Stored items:
--------
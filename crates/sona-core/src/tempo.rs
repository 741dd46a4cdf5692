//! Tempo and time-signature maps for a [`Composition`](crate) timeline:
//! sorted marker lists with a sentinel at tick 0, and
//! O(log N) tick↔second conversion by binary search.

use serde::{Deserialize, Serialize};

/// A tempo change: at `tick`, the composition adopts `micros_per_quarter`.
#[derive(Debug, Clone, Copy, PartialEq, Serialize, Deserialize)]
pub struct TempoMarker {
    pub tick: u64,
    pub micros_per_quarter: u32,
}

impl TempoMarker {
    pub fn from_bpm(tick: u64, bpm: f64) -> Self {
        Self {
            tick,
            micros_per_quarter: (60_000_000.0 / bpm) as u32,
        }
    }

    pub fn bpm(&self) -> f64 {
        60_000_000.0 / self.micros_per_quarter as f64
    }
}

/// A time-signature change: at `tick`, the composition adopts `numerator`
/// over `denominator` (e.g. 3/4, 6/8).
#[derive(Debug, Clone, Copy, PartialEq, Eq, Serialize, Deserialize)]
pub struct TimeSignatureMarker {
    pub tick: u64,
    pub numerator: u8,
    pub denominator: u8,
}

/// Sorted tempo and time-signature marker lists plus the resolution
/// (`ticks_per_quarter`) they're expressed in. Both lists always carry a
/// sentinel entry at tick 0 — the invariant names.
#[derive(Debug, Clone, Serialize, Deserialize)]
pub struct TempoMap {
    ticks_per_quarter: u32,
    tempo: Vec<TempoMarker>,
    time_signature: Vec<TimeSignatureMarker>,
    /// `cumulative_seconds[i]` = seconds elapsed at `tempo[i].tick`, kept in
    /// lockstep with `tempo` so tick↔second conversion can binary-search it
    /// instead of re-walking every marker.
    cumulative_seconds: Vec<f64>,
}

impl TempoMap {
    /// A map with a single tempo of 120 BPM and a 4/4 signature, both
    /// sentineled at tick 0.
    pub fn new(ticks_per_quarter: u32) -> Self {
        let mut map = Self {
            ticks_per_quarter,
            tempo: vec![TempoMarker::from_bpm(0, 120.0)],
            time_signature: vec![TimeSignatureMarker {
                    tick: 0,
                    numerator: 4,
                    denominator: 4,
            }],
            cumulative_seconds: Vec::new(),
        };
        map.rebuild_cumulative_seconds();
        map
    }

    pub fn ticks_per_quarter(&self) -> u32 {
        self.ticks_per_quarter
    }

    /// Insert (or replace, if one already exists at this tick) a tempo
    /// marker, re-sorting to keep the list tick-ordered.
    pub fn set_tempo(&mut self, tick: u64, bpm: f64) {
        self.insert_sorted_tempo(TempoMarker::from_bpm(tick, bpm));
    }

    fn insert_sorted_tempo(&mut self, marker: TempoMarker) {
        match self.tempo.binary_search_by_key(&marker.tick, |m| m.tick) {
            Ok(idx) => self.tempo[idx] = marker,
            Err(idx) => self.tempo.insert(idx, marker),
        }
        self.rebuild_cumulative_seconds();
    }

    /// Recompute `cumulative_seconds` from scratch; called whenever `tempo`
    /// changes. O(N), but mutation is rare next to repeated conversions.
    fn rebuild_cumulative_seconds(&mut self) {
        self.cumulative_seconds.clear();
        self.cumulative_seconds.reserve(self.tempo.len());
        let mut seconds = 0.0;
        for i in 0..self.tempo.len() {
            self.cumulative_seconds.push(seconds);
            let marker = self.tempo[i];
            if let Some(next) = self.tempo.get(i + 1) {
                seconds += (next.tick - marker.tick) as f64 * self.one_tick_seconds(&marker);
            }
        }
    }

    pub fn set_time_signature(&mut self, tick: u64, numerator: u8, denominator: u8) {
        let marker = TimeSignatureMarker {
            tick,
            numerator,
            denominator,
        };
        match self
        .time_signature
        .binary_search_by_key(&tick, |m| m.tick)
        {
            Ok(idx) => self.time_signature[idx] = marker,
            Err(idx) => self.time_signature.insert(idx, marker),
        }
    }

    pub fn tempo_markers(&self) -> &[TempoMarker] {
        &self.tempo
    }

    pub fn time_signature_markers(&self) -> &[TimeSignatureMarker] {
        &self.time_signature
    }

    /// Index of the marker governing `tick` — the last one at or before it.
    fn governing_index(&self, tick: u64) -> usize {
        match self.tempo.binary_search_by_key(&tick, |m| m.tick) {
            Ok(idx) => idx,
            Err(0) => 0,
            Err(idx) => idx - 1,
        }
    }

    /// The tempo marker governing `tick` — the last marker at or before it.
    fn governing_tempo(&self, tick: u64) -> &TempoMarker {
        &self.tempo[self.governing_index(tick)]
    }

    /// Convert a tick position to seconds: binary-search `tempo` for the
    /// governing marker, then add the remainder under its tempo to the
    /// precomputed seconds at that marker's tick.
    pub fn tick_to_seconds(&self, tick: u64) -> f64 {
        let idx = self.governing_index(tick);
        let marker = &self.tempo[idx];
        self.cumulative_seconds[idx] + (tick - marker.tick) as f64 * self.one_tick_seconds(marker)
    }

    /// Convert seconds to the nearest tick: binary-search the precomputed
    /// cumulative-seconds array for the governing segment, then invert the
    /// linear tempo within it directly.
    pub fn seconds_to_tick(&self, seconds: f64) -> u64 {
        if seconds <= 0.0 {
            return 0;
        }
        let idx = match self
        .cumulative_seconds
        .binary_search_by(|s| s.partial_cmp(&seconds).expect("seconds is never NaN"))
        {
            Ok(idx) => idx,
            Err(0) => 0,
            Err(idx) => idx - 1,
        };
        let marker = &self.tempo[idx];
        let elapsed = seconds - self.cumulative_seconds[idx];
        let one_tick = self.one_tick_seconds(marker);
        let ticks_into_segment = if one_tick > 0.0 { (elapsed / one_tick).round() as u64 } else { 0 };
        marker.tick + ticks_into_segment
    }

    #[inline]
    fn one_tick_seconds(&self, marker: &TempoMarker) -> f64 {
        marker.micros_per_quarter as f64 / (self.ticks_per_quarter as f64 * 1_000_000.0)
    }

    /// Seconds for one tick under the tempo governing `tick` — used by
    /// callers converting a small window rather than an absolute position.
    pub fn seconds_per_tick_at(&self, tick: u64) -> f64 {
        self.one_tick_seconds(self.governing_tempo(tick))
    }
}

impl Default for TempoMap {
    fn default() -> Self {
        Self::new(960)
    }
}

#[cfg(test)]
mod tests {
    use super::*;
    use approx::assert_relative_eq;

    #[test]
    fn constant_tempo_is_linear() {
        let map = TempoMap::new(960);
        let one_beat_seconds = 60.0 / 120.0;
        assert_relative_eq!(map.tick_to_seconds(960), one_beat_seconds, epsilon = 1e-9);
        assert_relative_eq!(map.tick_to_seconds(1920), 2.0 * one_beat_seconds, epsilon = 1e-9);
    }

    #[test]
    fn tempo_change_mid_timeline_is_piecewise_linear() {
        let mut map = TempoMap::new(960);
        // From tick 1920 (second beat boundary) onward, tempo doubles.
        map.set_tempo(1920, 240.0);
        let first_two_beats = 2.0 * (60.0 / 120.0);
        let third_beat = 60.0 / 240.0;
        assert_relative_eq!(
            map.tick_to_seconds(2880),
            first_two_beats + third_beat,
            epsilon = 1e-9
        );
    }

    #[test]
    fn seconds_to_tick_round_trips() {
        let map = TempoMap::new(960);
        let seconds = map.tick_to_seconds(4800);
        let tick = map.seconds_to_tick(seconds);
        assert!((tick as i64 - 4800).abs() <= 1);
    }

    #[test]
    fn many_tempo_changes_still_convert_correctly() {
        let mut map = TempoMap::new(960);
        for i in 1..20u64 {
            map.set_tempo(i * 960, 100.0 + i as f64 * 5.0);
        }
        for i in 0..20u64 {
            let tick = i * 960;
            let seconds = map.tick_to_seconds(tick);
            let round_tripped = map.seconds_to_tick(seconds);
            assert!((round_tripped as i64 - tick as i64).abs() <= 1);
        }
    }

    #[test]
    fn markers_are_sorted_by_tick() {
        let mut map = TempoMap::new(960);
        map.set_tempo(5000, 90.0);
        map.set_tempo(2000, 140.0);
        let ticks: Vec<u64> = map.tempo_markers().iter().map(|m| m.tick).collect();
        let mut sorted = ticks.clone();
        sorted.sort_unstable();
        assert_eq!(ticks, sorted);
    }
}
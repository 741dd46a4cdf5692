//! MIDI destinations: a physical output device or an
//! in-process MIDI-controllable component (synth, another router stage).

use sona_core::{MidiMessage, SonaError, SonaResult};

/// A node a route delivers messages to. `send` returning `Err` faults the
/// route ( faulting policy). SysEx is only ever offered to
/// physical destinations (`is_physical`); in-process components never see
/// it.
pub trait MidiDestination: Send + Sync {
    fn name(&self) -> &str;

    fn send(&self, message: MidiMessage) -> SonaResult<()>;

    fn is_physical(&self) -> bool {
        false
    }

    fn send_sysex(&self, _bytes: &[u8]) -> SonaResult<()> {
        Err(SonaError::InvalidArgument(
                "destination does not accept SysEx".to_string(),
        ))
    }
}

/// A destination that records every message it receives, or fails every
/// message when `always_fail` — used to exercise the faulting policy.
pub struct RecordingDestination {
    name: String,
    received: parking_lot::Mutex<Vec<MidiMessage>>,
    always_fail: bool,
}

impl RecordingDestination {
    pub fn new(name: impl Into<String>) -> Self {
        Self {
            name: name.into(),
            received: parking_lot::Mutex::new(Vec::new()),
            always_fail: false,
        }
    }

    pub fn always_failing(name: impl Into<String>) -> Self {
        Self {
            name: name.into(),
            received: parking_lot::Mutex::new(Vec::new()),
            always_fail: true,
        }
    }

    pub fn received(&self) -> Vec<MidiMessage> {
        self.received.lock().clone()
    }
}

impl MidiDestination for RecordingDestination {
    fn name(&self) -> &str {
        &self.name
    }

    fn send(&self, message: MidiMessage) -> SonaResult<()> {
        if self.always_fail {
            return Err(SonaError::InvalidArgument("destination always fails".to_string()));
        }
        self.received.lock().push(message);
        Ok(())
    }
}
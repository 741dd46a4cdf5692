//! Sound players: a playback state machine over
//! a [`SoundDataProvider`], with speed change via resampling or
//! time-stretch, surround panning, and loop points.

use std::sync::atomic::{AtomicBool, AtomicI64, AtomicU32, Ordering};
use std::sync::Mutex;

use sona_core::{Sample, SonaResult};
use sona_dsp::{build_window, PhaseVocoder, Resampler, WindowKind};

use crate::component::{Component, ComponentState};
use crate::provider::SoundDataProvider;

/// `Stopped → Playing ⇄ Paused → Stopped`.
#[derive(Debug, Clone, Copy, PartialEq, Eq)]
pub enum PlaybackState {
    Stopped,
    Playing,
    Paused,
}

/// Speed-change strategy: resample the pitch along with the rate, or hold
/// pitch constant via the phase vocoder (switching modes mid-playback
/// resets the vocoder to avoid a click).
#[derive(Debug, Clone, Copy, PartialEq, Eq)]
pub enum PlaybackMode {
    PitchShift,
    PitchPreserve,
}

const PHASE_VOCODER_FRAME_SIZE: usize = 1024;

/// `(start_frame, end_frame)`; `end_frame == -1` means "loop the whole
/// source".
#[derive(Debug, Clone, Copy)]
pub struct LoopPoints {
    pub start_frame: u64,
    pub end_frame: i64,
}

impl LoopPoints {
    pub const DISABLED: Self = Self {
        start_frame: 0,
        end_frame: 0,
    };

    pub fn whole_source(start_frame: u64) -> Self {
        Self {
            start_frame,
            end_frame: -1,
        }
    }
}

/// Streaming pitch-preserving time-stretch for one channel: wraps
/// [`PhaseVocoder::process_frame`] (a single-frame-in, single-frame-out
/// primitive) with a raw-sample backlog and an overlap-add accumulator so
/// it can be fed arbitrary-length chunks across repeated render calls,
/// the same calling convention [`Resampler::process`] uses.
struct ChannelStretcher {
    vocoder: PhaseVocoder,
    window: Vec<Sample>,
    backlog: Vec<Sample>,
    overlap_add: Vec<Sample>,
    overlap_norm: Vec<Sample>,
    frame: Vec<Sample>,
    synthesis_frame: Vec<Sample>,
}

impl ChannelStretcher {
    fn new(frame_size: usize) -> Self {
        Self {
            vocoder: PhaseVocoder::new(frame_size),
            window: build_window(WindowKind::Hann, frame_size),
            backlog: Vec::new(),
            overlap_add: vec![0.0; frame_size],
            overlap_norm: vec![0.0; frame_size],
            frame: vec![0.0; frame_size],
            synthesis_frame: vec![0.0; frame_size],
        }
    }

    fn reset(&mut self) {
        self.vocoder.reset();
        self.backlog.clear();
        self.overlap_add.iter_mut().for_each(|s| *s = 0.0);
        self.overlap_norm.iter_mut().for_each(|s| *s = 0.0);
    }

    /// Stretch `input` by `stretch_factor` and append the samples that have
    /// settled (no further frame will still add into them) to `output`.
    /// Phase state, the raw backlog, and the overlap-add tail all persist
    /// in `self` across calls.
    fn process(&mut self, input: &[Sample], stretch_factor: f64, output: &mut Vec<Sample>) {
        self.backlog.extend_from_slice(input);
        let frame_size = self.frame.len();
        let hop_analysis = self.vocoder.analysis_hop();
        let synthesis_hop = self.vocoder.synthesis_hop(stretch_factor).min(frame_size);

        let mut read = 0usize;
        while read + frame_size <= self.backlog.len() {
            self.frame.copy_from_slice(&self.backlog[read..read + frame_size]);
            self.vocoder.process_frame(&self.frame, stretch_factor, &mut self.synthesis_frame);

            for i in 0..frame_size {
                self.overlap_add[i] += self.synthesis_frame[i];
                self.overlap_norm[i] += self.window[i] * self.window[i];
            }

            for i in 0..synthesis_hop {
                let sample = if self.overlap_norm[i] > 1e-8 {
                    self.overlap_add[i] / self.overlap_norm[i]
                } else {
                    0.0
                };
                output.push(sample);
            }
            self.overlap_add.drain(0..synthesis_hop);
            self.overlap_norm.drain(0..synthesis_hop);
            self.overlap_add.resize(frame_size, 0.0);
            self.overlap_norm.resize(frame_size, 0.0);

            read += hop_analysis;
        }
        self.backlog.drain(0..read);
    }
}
--------
## Task instructions
Starting at the first line of the data above, please restate word for word every line up to and including the one that holds "pub struct TempoMap", and add nothing else.

## Response for this exercise
filename crates/sona-core/src/tempo.rs
repository 741dd46a4cdf5692
//! Tempo and time-signature maps for a [`Composition`](crate) timeline:
//! sorted marker lists with a sentinel at tick 0, and
//! O(log N) tick↔second conversion by binary search.

use serde::{Deserialize, Serialize};

/// A tempo change: at `tick`, the composition adopts `micros_per_quarter`.
#[derive(Debug, Clone, Copy, PartialEq, Serialize, Deserialize)]
pub struct TempoMarker {
    pub tick: u64,
    pub micros_per_quarter: u32,
}

impl TempoMarker {
    pub fn from_bpm(tick: u64, bpm: f64) -> Self {
        Self {
            tick,
            micros_per_quarter: (60_000_000.0 / bpm) as u32,
        }
    }

    pub fn bpm(&self) -> f64 {
        60_000_000.0 / self.micros_per_quarter as f64
    }
}

/// A time-signature change: at `tick`, the composition adopts `numerator`
/// over `denominator` (e.g. 3/4, 6/8).
#[derive(Debug, Clone, Copy, PartialEq, Eq, Serialize, Deserialize)]
pub struct TimeSignatureMarker {
    pub tick: u64,
    pub numerator: u8,
    pub denominator: u8,
}

/// Sorted tempo and time-signature marker lists plus the resolution
/// (`ticks_per_quarter`) they're expressed in. Both lists always carry a
/// sentinel entry at tick 0 — the invariant names.
#[derive(Debug, Clone, Serialize, Deserialize)]
pub struct TempoMap {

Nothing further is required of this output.